Collected data entries:
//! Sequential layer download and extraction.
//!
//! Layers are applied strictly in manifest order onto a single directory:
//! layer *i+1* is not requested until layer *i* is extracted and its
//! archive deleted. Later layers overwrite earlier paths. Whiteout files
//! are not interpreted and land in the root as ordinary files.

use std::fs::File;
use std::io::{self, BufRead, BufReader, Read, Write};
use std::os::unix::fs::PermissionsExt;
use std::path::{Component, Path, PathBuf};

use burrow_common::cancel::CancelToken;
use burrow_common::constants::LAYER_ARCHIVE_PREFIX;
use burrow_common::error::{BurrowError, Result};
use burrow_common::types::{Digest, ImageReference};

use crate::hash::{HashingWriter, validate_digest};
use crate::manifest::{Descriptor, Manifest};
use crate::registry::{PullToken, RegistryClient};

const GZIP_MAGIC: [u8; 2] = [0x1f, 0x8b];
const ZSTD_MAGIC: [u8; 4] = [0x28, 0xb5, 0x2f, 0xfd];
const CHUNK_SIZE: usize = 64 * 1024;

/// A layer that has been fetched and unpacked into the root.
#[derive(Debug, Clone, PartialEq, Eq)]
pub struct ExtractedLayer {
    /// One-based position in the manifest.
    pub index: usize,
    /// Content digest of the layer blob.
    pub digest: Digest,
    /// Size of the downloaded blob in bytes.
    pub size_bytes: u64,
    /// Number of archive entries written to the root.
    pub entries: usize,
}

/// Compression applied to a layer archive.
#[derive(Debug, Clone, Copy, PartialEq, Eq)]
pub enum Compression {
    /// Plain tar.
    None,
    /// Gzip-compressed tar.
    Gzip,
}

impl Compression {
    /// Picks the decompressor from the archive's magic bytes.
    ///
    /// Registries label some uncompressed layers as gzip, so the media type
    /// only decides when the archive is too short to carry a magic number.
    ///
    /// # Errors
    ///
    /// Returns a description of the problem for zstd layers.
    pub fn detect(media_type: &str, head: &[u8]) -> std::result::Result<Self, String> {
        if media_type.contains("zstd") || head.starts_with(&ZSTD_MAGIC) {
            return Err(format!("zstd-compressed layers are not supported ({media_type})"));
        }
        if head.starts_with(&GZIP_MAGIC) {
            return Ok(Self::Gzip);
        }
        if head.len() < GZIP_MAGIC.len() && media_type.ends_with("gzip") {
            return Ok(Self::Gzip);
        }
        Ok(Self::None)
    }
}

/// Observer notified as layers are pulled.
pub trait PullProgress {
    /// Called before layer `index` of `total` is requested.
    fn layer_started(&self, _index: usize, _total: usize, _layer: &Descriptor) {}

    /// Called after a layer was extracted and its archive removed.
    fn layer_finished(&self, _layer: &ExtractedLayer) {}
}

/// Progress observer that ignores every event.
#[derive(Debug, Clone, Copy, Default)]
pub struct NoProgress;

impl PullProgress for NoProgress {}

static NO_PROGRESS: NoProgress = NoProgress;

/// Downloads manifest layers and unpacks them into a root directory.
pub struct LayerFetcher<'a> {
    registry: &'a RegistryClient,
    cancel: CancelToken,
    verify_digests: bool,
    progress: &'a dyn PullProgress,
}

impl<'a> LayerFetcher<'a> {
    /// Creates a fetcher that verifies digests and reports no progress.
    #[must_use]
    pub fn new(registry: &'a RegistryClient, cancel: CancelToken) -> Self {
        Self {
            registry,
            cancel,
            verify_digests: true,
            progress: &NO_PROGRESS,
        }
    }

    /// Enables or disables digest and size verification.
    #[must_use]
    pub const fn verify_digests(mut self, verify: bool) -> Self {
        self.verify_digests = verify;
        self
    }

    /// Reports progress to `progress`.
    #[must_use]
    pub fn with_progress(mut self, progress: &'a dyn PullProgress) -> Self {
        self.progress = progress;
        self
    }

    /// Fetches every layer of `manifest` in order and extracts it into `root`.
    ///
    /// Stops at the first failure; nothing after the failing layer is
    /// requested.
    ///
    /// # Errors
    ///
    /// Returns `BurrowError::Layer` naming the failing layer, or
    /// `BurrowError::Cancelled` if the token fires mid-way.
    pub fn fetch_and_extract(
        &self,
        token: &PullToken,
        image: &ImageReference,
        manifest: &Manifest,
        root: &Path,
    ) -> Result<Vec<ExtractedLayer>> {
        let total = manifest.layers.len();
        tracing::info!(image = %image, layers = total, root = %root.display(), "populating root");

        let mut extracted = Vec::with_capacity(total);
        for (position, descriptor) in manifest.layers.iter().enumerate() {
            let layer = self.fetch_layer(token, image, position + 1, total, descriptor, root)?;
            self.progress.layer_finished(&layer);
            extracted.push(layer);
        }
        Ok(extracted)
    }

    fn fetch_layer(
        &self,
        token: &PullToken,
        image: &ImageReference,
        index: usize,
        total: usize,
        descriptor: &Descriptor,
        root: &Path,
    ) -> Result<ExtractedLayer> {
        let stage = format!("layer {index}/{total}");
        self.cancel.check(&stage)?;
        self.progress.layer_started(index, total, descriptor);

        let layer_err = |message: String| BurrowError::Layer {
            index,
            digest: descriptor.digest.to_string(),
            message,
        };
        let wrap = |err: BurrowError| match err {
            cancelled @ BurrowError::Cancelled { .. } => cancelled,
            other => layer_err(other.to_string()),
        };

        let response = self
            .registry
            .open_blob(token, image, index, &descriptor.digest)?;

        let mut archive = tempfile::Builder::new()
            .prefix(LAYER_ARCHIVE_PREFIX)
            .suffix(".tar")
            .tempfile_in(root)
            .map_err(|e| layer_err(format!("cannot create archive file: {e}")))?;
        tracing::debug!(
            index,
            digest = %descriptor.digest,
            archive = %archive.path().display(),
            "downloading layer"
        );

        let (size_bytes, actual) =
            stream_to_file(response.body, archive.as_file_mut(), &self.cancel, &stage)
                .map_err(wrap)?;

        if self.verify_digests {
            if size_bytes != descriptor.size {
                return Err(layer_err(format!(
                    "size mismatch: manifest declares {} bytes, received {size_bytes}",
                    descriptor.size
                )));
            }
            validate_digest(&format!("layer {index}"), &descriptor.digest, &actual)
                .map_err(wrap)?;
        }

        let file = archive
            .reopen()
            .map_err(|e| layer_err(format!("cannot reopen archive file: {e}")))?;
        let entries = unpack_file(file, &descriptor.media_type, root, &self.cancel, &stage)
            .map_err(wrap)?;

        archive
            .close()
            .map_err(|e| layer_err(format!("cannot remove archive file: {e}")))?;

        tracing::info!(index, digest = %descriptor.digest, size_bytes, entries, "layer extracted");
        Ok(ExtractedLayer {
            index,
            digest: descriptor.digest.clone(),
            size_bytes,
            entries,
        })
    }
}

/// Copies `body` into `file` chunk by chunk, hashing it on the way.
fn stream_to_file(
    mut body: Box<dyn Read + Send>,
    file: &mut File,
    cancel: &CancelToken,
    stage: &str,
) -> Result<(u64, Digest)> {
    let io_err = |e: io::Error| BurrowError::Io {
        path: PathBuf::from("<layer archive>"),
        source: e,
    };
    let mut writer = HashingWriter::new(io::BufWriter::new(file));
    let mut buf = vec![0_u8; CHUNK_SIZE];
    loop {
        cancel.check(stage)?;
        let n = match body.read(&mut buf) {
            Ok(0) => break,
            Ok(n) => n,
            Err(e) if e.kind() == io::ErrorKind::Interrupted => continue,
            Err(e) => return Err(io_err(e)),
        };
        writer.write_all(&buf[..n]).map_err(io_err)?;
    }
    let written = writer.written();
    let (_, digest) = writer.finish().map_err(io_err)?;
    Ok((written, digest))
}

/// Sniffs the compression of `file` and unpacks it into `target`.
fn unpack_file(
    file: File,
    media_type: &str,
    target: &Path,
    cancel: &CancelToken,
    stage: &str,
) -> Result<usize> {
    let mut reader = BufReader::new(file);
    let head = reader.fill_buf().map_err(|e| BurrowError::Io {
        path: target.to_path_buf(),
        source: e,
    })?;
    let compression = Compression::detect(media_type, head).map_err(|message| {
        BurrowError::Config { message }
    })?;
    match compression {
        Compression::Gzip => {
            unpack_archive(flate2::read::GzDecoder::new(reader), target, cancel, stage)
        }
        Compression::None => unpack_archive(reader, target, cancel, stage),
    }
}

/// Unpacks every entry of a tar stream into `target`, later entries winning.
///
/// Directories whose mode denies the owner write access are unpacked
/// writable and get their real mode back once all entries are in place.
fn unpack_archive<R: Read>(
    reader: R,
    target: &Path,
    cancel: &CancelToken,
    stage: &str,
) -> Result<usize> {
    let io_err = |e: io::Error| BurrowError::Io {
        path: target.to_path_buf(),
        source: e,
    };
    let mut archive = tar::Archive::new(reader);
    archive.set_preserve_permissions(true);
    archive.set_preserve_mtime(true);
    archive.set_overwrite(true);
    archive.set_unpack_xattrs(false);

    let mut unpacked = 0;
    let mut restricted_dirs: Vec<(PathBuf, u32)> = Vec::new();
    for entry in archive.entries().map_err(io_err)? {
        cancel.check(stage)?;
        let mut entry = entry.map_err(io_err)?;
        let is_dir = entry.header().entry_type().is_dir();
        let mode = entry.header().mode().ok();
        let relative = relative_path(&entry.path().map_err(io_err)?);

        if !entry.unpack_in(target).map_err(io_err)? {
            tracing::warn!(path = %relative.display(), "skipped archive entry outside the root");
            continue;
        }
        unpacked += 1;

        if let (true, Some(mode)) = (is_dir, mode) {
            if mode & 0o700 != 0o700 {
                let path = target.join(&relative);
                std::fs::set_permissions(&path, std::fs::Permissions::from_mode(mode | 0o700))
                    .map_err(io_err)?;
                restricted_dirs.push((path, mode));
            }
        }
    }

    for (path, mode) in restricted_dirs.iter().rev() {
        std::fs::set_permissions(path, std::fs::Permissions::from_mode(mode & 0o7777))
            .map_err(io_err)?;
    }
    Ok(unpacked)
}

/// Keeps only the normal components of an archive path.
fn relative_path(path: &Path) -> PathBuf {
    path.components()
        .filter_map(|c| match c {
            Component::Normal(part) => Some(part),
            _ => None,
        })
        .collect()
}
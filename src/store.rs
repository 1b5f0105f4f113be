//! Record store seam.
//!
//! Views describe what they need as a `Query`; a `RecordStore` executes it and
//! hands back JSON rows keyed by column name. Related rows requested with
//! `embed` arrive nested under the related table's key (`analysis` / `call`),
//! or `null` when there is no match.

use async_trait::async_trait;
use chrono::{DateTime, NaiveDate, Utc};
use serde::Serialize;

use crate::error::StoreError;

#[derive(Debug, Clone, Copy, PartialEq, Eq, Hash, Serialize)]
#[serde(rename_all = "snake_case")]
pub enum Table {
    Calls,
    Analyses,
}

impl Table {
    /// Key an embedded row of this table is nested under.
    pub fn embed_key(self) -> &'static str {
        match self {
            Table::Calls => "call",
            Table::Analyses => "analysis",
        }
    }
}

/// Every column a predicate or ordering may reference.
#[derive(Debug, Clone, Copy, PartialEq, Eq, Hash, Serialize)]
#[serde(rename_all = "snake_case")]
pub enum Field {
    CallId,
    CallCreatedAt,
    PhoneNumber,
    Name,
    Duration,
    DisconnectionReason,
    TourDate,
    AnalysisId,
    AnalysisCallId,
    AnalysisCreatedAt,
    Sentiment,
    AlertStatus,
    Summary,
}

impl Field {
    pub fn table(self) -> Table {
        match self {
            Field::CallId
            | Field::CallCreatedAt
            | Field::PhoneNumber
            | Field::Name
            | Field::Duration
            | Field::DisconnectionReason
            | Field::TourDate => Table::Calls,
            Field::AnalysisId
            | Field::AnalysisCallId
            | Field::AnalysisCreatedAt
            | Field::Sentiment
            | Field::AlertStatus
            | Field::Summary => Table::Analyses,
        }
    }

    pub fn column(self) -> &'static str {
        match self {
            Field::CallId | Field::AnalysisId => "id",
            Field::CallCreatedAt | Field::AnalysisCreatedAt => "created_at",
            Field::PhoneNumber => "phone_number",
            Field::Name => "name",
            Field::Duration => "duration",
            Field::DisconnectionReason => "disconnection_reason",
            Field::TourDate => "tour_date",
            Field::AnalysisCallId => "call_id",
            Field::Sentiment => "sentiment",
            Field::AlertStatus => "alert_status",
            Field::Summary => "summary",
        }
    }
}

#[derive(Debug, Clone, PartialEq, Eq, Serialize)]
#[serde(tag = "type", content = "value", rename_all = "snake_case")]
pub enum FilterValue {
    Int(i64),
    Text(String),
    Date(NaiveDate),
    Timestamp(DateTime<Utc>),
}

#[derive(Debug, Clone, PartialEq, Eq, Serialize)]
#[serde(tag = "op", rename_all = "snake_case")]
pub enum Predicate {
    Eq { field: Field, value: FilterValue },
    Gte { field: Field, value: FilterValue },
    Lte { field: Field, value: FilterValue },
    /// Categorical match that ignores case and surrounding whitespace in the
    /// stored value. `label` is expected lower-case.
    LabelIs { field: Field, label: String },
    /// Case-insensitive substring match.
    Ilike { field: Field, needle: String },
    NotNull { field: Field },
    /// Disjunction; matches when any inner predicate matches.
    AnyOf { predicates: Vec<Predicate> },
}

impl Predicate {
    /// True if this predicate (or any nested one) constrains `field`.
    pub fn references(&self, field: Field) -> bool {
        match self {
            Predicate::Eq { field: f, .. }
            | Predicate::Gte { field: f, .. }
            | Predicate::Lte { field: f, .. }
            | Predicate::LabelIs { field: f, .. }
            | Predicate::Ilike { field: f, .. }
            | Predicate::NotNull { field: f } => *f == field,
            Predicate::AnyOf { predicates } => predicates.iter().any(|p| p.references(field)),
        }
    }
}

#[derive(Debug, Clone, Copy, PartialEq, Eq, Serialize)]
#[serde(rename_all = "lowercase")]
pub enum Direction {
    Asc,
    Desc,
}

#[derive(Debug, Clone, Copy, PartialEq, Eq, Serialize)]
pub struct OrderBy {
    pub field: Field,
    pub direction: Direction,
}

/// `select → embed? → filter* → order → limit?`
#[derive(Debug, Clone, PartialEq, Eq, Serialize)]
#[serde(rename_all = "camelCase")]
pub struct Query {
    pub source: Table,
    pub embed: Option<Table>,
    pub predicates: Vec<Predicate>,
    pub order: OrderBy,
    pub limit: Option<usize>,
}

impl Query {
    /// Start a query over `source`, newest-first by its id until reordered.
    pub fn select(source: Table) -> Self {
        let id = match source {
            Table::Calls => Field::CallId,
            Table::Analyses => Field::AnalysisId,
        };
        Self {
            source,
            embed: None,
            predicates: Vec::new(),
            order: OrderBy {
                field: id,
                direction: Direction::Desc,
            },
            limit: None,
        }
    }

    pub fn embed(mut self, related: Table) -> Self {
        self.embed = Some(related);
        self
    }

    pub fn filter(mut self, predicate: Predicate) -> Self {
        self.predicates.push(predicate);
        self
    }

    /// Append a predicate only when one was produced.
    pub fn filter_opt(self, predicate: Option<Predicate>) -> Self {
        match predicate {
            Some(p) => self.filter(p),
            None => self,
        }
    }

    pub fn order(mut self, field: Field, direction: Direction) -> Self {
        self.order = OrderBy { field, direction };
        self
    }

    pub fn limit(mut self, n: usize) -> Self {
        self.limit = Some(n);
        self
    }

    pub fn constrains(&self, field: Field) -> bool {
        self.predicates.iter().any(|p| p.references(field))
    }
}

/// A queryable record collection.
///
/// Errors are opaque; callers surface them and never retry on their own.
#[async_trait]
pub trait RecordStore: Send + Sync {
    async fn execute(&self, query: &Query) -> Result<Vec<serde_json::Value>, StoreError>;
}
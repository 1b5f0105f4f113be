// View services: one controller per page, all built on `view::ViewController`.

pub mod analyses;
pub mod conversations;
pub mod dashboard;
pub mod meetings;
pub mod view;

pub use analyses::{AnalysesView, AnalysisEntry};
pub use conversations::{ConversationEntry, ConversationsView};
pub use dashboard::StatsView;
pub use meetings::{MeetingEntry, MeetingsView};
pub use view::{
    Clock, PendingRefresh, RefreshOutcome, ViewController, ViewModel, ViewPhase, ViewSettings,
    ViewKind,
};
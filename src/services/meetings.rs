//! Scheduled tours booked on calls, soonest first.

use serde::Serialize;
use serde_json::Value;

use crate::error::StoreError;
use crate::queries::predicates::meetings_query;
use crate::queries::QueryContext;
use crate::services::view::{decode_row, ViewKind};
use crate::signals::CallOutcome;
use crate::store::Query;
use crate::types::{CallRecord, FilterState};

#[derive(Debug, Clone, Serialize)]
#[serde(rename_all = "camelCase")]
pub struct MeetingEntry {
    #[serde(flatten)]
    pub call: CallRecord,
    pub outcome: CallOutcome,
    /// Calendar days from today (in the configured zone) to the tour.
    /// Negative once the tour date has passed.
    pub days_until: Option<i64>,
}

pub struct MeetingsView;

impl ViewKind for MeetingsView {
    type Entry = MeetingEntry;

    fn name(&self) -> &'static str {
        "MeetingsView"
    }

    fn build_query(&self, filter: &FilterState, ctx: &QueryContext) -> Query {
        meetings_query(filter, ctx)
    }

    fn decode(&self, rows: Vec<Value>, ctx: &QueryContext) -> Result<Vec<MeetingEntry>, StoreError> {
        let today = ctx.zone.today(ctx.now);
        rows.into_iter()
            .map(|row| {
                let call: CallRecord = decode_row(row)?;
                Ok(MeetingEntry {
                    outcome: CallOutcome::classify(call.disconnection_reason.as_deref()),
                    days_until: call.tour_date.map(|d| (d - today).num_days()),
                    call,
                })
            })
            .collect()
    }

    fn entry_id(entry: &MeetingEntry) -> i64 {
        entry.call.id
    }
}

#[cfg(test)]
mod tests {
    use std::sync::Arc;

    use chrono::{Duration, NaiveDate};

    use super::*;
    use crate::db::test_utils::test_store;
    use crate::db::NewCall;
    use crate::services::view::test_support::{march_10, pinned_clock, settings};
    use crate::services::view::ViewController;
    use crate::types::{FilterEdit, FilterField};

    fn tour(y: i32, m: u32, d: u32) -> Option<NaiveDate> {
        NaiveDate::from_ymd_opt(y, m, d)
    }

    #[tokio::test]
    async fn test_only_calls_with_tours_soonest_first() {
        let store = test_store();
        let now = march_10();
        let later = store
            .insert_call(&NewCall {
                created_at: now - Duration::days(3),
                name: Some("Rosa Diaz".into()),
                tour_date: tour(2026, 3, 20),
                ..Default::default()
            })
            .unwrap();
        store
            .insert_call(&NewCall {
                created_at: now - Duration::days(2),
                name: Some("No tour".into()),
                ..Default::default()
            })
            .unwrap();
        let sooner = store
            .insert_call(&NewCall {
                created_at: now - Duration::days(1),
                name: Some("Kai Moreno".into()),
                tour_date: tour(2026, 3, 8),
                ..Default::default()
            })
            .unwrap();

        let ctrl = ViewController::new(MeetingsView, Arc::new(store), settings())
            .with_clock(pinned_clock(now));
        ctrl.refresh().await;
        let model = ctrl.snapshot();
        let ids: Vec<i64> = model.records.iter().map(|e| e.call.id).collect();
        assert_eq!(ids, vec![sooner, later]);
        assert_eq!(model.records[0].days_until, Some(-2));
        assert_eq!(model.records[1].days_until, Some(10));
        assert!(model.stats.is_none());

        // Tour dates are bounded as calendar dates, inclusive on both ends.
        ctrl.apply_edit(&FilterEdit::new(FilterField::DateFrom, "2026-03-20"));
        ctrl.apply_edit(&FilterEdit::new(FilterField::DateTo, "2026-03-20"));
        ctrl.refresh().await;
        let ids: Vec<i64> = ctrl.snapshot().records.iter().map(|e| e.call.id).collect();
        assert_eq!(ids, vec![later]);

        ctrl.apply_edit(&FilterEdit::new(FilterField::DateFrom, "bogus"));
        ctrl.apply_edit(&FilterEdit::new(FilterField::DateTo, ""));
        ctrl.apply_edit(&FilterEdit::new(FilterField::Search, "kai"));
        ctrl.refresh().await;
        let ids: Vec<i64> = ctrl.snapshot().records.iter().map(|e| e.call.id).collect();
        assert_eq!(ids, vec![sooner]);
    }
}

◆ **TASK OBJECTIVE**
The lines that contain the word "header" are wanted; copy each of them from the records.

◆ **TASK ANSWER**
        let is_dir = entry.header().entry_type().is_dir();
        let mode = entry.header().mode().ok();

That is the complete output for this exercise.